WHAT TO PRODUCE:
Where the records below reach the line containing "pub struct TrackReport", start transcribing, and end with the line containing "let sync_count = track", exactly and with nothing else added.

SUPPLIED MATERIAL:
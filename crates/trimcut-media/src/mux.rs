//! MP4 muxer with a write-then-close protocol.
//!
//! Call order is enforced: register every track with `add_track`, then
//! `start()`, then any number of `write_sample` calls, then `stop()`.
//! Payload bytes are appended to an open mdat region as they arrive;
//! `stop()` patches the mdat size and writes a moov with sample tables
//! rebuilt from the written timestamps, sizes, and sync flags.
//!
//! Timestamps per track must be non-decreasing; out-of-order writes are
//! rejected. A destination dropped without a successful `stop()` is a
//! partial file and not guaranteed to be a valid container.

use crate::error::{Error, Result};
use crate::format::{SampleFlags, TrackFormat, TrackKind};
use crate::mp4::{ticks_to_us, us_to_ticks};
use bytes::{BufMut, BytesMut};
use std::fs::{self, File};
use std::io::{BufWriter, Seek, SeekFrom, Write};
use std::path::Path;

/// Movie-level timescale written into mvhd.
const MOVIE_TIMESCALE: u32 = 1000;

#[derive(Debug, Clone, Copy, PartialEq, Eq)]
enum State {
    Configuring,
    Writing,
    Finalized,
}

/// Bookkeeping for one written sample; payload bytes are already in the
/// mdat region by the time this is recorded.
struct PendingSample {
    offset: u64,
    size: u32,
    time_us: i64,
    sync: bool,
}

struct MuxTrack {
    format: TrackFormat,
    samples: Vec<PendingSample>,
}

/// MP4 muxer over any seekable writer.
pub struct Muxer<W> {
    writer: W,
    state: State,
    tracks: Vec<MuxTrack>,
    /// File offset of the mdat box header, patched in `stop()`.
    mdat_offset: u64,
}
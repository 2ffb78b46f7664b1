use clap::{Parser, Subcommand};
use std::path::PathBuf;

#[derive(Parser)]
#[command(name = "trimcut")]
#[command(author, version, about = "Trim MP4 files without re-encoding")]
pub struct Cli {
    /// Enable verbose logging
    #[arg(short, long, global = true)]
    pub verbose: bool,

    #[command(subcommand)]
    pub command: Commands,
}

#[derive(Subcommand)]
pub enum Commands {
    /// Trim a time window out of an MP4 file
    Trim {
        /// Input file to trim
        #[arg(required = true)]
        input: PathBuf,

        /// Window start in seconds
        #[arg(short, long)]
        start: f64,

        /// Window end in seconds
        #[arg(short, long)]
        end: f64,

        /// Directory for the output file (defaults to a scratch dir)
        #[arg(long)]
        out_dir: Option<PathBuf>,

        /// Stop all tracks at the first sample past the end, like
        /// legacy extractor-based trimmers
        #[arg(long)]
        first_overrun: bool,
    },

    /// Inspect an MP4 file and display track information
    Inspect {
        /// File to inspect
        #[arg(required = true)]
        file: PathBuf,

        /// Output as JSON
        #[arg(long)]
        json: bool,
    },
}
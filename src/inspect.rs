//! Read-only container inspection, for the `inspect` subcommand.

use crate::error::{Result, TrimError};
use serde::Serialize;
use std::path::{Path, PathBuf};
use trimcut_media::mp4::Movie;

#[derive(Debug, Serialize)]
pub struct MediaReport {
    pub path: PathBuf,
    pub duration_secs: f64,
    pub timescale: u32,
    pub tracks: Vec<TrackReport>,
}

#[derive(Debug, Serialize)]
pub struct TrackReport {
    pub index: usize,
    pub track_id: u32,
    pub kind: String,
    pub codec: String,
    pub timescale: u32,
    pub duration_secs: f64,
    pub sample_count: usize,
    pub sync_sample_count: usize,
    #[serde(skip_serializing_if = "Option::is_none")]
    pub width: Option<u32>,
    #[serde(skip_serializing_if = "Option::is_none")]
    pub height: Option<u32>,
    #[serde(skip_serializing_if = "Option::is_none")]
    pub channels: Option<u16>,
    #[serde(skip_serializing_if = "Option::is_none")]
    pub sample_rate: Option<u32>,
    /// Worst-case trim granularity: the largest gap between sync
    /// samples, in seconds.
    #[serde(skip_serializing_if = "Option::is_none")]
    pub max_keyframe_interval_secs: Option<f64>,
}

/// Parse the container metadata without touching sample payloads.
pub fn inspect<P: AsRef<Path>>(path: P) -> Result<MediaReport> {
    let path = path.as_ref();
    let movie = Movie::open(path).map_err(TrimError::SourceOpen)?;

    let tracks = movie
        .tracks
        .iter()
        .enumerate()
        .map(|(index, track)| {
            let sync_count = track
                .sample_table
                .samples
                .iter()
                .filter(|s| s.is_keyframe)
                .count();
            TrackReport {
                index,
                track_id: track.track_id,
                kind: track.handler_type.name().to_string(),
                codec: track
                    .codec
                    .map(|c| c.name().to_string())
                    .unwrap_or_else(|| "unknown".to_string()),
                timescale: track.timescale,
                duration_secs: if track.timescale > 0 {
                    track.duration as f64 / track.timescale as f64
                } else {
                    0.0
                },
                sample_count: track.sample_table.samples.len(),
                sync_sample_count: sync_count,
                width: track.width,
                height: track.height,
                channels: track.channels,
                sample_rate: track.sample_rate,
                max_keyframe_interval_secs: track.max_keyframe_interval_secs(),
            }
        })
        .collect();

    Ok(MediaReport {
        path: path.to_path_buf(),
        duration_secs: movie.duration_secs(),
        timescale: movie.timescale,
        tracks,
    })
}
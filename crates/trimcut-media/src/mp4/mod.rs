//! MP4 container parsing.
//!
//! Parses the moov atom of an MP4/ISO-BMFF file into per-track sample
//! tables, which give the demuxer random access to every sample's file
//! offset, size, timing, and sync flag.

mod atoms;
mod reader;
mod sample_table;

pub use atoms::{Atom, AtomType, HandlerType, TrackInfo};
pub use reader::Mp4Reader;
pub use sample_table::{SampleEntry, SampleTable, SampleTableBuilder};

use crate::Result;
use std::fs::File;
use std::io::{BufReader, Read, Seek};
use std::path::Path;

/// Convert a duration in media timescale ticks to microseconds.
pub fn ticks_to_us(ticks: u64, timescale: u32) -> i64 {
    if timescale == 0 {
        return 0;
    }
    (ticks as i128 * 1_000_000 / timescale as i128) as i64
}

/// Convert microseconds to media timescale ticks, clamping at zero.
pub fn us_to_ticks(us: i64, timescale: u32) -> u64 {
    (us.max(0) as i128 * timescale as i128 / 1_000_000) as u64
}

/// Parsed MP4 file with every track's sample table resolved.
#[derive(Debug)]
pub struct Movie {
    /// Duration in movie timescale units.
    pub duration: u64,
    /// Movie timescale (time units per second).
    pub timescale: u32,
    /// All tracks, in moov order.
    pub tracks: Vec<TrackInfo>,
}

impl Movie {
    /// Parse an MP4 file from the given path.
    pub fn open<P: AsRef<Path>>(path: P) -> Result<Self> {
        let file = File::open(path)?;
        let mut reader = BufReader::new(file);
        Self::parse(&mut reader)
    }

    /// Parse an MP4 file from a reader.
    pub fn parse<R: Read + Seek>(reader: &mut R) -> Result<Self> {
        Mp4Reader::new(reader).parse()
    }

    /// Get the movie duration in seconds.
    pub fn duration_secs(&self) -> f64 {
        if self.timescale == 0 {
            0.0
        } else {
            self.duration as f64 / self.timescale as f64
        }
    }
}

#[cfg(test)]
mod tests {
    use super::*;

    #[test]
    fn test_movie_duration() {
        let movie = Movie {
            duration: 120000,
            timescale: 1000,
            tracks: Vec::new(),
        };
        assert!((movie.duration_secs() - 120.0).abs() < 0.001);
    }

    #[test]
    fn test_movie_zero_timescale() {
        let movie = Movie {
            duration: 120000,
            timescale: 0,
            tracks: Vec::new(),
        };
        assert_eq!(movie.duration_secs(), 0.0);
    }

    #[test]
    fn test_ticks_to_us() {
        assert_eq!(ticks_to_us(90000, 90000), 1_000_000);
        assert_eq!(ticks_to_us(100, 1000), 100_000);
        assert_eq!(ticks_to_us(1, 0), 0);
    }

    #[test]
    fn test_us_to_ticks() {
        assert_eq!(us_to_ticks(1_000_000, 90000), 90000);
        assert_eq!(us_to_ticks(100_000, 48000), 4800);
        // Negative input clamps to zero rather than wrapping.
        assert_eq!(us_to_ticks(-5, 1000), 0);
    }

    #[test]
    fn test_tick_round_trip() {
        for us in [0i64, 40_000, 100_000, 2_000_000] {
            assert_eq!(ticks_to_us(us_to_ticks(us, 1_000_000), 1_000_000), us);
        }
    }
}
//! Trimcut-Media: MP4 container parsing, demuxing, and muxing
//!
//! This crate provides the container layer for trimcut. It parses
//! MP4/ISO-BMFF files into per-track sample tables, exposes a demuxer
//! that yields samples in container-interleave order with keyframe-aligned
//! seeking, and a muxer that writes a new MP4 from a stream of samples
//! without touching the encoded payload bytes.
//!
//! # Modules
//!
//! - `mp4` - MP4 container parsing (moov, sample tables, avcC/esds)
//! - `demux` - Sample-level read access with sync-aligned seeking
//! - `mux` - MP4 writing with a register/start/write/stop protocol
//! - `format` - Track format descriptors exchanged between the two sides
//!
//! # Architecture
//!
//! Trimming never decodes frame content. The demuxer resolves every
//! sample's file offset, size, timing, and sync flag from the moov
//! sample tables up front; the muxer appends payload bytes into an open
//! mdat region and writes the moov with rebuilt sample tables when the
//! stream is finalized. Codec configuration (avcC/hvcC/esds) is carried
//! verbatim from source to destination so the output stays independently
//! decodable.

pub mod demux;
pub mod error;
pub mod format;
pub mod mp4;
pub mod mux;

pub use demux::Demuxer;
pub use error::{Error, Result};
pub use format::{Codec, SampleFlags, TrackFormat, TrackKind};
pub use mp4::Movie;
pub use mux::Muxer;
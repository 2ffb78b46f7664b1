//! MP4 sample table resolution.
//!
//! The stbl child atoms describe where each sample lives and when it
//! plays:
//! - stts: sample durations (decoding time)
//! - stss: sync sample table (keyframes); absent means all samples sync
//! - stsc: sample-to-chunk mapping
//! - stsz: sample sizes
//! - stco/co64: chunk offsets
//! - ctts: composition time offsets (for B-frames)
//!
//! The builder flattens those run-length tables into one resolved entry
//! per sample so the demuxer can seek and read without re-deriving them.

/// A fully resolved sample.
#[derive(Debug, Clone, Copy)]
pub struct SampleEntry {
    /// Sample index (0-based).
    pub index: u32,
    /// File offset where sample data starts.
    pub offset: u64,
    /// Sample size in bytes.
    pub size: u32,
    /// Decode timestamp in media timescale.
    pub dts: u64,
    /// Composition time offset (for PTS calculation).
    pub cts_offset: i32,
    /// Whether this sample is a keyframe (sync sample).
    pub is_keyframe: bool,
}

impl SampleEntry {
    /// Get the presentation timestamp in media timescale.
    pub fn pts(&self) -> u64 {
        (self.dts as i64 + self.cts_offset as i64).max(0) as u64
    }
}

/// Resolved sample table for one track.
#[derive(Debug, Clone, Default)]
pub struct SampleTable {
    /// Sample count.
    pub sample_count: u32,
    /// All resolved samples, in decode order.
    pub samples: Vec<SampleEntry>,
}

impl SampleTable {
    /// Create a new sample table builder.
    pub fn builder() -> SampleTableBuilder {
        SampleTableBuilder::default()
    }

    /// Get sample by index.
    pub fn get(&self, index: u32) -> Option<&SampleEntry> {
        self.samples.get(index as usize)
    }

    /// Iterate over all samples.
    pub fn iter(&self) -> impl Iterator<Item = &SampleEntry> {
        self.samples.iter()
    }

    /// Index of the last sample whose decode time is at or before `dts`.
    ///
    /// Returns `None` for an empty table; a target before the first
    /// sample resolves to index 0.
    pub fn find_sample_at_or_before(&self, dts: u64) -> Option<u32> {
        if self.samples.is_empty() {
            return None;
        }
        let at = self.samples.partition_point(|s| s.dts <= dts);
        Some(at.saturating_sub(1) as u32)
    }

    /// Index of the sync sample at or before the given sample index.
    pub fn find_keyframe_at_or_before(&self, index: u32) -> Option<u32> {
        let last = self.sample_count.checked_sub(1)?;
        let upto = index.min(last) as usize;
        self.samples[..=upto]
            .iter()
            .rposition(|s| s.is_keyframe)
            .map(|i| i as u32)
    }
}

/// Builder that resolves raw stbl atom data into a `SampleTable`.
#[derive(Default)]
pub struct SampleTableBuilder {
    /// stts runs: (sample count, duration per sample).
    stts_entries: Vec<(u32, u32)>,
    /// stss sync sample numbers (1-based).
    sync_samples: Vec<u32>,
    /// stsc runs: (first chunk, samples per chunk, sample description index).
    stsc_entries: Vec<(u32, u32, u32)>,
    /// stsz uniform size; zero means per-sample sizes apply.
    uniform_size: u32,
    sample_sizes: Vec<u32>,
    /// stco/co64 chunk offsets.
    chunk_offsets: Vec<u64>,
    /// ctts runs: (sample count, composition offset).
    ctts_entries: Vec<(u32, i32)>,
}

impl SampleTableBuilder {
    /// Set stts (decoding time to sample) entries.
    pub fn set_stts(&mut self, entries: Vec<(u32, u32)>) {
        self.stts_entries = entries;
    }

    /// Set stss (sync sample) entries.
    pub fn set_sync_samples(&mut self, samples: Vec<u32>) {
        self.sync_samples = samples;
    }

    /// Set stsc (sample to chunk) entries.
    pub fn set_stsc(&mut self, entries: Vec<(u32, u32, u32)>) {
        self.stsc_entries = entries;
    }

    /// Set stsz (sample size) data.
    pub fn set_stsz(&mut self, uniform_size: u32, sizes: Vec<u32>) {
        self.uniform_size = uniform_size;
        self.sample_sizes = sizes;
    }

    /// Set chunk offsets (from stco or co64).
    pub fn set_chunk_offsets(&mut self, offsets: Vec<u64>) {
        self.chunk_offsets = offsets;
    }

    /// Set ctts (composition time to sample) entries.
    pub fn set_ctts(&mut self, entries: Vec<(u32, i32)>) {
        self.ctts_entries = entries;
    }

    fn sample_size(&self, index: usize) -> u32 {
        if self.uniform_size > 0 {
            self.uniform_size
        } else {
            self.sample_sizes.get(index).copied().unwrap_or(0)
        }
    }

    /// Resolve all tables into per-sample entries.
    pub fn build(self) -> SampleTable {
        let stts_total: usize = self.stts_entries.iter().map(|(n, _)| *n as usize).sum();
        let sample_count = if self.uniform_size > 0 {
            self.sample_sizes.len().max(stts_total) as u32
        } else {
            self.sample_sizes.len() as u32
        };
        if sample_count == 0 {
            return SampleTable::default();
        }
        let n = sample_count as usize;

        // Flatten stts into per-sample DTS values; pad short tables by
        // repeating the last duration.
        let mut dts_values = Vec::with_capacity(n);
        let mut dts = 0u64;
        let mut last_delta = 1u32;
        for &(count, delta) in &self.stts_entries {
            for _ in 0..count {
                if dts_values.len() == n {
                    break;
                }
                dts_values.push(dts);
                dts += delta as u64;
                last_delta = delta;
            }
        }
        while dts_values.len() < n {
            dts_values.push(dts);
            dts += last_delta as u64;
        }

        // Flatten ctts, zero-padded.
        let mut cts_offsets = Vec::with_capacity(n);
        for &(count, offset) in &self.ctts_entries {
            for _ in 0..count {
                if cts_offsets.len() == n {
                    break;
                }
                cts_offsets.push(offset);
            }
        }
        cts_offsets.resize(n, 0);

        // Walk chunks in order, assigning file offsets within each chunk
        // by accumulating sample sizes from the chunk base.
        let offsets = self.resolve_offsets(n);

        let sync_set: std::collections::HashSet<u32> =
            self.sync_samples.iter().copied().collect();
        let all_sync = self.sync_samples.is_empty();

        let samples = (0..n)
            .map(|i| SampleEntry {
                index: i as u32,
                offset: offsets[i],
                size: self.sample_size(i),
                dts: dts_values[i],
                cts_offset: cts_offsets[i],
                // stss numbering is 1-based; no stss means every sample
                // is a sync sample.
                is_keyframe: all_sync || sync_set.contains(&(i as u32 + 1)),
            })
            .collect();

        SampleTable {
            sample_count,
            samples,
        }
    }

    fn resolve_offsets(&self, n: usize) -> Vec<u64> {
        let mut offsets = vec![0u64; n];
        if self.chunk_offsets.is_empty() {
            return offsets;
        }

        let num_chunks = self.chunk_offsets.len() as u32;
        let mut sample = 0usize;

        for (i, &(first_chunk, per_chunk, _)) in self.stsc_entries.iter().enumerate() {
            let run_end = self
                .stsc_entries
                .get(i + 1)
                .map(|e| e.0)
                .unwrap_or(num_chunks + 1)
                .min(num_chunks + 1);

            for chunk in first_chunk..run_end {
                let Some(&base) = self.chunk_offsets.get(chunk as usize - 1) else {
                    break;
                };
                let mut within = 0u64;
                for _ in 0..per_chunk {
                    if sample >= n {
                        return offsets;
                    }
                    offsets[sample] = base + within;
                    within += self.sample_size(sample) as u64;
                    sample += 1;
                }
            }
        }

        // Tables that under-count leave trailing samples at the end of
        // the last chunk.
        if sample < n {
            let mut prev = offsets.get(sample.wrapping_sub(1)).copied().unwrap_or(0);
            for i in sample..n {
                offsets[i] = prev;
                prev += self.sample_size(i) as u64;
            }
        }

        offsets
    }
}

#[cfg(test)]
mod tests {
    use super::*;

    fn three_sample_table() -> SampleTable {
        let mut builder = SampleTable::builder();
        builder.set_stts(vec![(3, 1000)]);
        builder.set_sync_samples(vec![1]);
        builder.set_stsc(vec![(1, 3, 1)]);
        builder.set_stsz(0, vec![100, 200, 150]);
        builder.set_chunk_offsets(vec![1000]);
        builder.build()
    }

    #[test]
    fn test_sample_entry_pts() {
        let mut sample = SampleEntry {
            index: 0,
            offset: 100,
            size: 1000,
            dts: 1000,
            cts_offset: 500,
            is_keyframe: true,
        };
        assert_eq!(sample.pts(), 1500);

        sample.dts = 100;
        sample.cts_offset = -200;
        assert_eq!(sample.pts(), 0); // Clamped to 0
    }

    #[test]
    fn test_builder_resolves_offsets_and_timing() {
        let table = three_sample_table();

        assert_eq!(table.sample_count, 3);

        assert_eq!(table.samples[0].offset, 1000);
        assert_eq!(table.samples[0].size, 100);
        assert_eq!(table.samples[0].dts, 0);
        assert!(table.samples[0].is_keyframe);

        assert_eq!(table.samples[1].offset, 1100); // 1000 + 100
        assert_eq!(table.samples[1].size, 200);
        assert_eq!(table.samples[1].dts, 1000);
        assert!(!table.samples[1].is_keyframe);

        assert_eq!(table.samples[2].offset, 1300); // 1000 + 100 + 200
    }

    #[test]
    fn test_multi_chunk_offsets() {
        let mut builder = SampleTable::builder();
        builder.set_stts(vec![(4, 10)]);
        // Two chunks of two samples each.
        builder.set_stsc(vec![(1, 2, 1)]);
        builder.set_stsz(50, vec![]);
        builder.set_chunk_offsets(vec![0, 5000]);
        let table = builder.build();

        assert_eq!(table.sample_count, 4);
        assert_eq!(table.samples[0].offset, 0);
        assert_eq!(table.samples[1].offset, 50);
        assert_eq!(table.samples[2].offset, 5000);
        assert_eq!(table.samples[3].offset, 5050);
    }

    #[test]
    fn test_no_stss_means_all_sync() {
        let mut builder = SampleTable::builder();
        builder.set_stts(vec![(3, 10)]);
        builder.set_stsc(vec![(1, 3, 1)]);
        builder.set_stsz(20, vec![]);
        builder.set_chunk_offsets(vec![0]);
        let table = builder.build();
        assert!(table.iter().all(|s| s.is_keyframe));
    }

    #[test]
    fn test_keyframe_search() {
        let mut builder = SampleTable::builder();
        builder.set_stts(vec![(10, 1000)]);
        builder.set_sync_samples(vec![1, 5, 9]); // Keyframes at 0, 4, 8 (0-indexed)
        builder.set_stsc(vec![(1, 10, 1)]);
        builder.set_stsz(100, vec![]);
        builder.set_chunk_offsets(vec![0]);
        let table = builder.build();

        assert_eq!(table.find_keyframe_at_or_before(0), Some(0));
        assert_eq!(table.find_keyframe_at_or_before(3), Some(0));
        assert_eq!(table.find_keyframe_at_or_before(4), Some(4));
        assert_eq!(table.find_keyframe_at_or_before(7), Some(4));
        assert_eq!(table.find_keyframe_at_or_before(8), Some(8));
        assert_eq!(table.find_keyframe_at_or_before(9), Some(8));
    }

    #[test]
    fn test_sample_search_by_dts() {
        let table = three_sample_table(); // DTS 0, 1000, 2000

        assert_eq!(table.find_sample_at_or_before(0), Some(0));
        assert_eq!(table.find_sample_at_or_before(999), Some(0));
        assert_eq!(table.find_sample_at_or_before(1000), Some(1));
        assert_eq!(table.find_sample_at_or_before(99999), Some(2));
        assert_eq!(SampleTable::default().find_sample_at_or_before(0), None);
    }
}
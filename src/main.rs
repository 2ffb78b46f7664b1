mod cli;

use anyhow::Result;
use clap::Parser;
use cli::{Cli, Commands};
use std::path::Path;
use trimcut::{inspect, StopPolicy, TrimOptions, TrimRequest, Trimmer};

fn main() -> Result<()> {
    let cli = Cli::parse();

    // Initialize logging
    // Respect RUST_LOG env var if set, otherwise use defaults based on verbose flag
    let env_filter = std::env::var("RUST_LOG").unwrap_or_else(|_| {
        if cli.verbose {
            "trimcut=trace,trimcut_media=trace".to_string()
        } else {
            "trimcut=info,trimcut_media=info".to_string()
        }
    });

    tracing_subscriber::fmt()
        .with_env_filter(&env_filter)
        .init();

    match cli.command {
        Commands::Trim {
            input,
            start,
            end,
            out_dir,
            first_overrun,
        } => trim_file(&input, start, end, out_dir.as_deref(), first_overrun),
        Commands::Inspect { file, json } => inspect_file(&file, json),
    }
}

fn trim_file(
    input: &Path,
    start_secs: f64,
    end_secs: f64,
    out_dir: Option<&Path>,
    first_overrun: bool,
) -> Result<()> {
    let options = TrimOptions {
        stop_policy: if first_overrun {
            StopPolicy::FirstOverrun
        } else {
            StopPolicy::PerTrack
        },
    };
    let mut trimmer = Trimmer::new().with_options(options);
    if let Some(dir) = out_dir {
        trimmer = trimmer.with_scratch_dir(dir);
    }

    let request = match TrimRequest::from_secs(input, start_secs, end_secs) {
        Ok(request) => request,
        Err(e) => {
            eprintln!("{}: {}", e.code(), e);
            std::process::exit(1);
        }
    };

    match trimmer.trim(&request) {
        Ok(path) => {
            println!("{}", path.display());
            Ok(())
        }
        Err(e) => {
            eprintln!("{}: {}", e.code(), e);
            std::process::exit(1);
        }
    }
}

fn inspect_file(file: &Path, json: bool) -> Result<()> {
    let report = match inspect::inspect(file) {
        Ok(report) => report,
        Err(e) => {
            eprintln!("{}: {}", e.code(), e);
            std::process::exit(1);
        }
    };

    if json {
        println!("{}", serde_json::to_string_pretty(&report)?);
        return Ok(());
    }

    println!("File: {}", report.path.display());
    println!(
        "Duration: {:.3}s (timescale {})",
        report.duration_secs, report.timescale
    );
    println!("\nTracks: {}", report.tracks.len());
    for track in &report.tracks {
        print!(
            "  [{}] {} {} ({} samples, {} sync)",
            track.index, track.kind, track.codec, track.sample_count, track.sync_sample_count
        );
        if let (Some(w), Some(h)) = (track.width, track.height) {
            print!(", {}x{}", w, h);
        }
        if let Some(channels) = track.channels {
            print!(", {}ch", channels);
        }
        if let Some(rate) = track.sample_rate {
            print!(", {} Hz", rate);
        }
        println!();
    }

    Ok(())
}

ANSWER TO THE PROBLEM:
pub struct TrackReport {
    pub index: usize,
    pub track_id: u32,
    pub kind: String,
    pub codec: String,
    pub timescale: u32,
    pub duration_secs: f64,
    pub sample_count: usize,
    pub sync_sample_count: usize,
    #[serde(skip_serializing_if = "Option::is_none")]
    pub width: Option<u32>,
    #[serde(skip_serializing_if = "Option::is_none")]
    pub height: Option<u32>,
    #[serde(skip_serializing_if = "Option::is_none")]
    pub channels: Option<u16>,
    #[serde(skip_serializing_if = "Option::is_none")]
    pub sample_rate: Option<u32>,
    /// Worst-case trim granularity: the largest gap between sync
    /// samples, in seconds.
    #[serde(skip_serializing_if = "Option::is_none")]
    pub max_keyframe_interval_secs: Option<f64>,
}

/// Parse the container metadata without touching sample payloads.
pub fn inspect<P: AsRef<Path>>(path: P) -> Result<MediaReport> {
    let path = path.as_ref();
    let movie = Movie::open(path).map_err(TrimError::SourceOpen)?;

    let tracks = movie
        .tracks
        .iter()
        .enumerate()
        .map(|(index, track)| {
            let sync_count = track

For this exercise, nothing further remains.